Fondsnieuws, 19 november 2020

19 november 2020

Een pensioenfonds dat voor meer dan 100 miljard in obligaties met een negatieve rente belegt, is dit jaar helemaal uit grondstofbeleggingen gestapt. Het fonds verloor dit jaar 4 miljard euro op termijncontracten voor ruwe olie. Dat zijn 4 miljard die niet meer goed worden gemaakt. Het afscheid is definitief. Op zich is het positief dat dit pensioenfonds inziet dat grondstoffen geen structureel onderdeel van een portefeuille kunnen zijn, maar het moment waarop is bepaald ongelukkig.

Beleggen is het oogsten van risicopremies. Begin deze eeuw was er veel discussie over de toegevoegde waarde van grondstoffen in een beleggingsportefeuille. Bij grondstoffen is er geen risicopremie. De olieprijs van vandaag kan gelijk zijn aan de olieprijs over tien jaar. De belegger ontvangt geen dividend of coupon, maar moet wel betalen voor opslag, verzekering etc. Volgens een theorie van Keynes willen marktpartijen het risico van grondstofproducenten overnemen, maar verlangen ze daarvoor wel een risicopremie. De focus van Keynes lag vooral op de grondstofproducenten die dit risico niet wilden of konden nemen, maar tegenwoordig staan daar net zo veel afnemers tegenover die zich ook indekken tegen fluctuerende grondstofprijzen. Empirisch is er ook weinig bewijs voor de aanwezigheid van een structurele risicopremie. Helaas zijn er begin deze eeuw genoeg wetenschappers ingehuurd door de verkopers van grondstoffenbeleggingen die het tegendeel beweerden. Door de lage of zelfs negatieve correlatie met andere beleggingen zou de toegevoegde waarde van het beleggen in grondstoffen hoog zijn. Dit argument staat overigens in vrijwel elke presentatie van een investment bank die iets nieuws probeert te verkopen. Blijkbaar werkt het nog steeds.

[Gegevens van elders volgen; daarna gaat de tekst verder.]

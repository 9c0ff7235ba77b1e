// Copyright 2026 the Bracken Authors
// SPDX-License-Identifier: Apache-2.0 OR MIT

//! Pure transition logic: compute the ordered Enter/Leave steps for a target change.
//!
//! ## Usage
//!
//! Given the old target, the new target, and the surface root, [`steps_between`]
//! returns the notifications a tracker must dispatch, in order. The function is
//! pure: it never touches device or scene state, which is what makes the
//! ordering rules testable in isolation.
//!
//! ## Minimal example
//!
//! ```
//! use bracken_crossing::crossing::{steps_between, Step};
//! use bracken_crossing::types::CrossingKind;
//!
//! // From nowhere onto descendant 2 of root 1: the surface is entered first.
//! let steps = steps_between(None, Some(2_u32), Some(1));
//! assert_eq!(
//!     steps,
//!     vec![
//!         Step { kind: CrossingKind::Enter, source: 1, related: None },
//!         Step { kind: CrossingKind::Enter, source: 2, related: Some(1) },
//!     ]
//! );
//! ```

use alloc::vec::Vec;

use crate::types::CrossingKind;

/// One planned notification: the kind plus its source/related pairing.
///
/// The timestamp, coordinates, device, and surface are supplied by the tracker
/// when the step is turned into a full [`Crossing`](crate::types::Crossing).
#[derive(Copy, Clone, Debug, PartialEq, Eq)]
pub struct Step<E> {
    /// Enter or Leave.
    pub kind: CrossingKind,
    /// The element the notification is about.
    pub source: E,
    /// The other party in the transition, if any.
    pub related: Option<E>,
}

/// Compute the ordered steps that move a device's target from `old` to `new`.
///
/// Ordering semantics:
/// - An unchanged target produces no steps (idempotence).
/// - The Leave for `old` always precedes the Enter for `new`.
/// - Entering from nowhere onto a descendant of `root` first enters the root,
///   so the surface never appears to have been skipped; the descendant's Enter
///   then carries the root as its related element.
///
/// `root` is only consulted for that boundary case; pass `None` when the
/// surface root is unknown and the transition degrades to a direct Enter.
pub fn steps_between<E: Copy + Eq>(old: Option<E>, new: Option<E>, root: Option<E>) -> Vec<Step<E>> {
    let mut out = Vec::new();
    if old == new {
        return out;
    }
    if let Some(from) = old {
        out.push(Step {
            kind: CrossingKind::Leave,
            source: from,
            related: new,
        });
    }
    if let Some(to) = new {
        let mut related = old;
        if old.is_none() {
            if let Some(r) = root {
                if to != r {
                    out.push(Step {
                        kind: CrossingKind::Enter,
                        source: r,
                        related: None,
                    });
                    related = Some(r);
                }
            }
        }
        out.push(Step {
            kind: CrossingKind::Enter,
            source: to,
            related,
        });
    }
    out
}

#[cfg(test)]
mod tests {
    use super::*;
    use alloc::vec;

    #[test]
    fn unchanged_target_is_empty() {
        assert!(steps_between(None, None, Some(1_u32)).is_empty());
        assert!(steps_between(Some(5_u32), Some(5), Some(1)).is_empty());
    }

    #[test]
    fn sibling_move_leaves_then_enters() {
        let steps = steps_between(Some(2_u32), Some(3), Some(1));
        assert_eq!(
            steps,
            vec![
                Step {
                    kind: CrossingKind::Leave,
                    source: 2,
                    related: Some(3),
                },
                Step {
                    kind: CrossingKind::Enter,
                    source: 3,
                    related: Some(2),
                },
            ]
        );
    }

    #[test]
    fn clearing_leaves_with_no_related() {
        let steps = steps_between(Some(2_u32), None, Some(1));
        assert_eq!(
            steps,
            vec![Step {
                kind: CrossingKind::Leave,
                source: 2,
                related: None,
            }]
        );
    }

    #[test]
    fn fresh_entry_crosses_root_first() {
        let steps = steps_between(None, Some(2_u32), Some(1));
        assert_eq!(steps.len(), 2);
        assert_eq!(
            steps[0],
            Step {
                kind: CrossingKind::Enter,
                source: 1,
                related: None,
            }
        );
        assert_eq!(
            steps[1],
            Step {
                kind: CrossingKind::Enter,
                source: 2,
                related: Some(1),
            }
        );
    }

    #[test]
    fn fresh_entry_onto_root_is_single() {
        let steps = steps_between(None, Some(1_u32), Some(1));
        assert_eq!(
            steps,
            vec![Step {
                kind: CrossingKind::Enter,
                source: 1,
                related: None,
            }]
        );
    }

    #[test]
    fn fresh_entry_without_root_degrades_to_direct_enter() {
        let steps = steps_between(None, Some(2_u32), None);
        assert_eq!(
            steps,
            vec![Step {
                kind: CrossingKind::Enter,
                source: 2,
                related: None,
            }]
        );
    }

    // Moving between elements never synthesizes a root crossing: the device
    // was already inside the surface.
    #[test]
    fn interior_move_skips_root() {
        let steps = steps_between(Some(3_u32), Some(4), Some(1));
        assert_eq!(steps.len(), 2);
        assert!(steps.iter().all(|s| s.source != 1));
    }
}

Wat altijd helpt bij een pitch zijn stijgende koersen. De opgaande fase van de grondstoffensupercyclus is een prima moment om beleggingen in grondstoffen aan de man te brengen. Sam en Moos lopen aan zee. Sam zegt tegen Moos: ‘Kijk de zee stijgt’. Waarop Moos antwoordt: ‘Kopen’. Grondstoffensupercycli komen vaker voor, meestal rondom oorlogen. Die zorgen immers voor grote verschuivingen in vraag en aanbod. Deze eeuw was de toetreding van China tot de Wereldhandelsorganisatie in 2001 het startpunt. Daarnaast hebben beleggers, waaronder de Nederlandse pensioenfondsen, er voor gezorgd dat de piek van deze grondstoffensupercyclus nog wat hoger was dan in vorige cycli, met neveneffecten zoals de Arabische lente en voedselrellen in Mexico. Net voor 2001 bevonden grondstofprijzen zich op een historisch dieptepunt, waardoor er nauwelijks meer werd geïnvesteerd. Dat was de start van een varkenscyclus. In het geval van grondstoffen is die ook nog eens extreem lang. Er ligt wel zeven tot tien jaar tussen de investeringsbeslissing en het in productie nemen van een mijn of een olieveld. Het moment om afscheid te nemen van grondstoffen was 21 mei 2014. Rusland tekende toen een 30-jarig contract met China over de verkoop van Russisch gas. De prijs die beide landen overeen kwamen lag op minder dan de helft van de marktprijs. Wanneer de marginale koper (China) en de marginale verkoper (Rusland) een nieuwe prijs overeenkomen, kan de markt niet anders dan volgen. Begin 2015 was de olieprijs meer dan gehalveerd.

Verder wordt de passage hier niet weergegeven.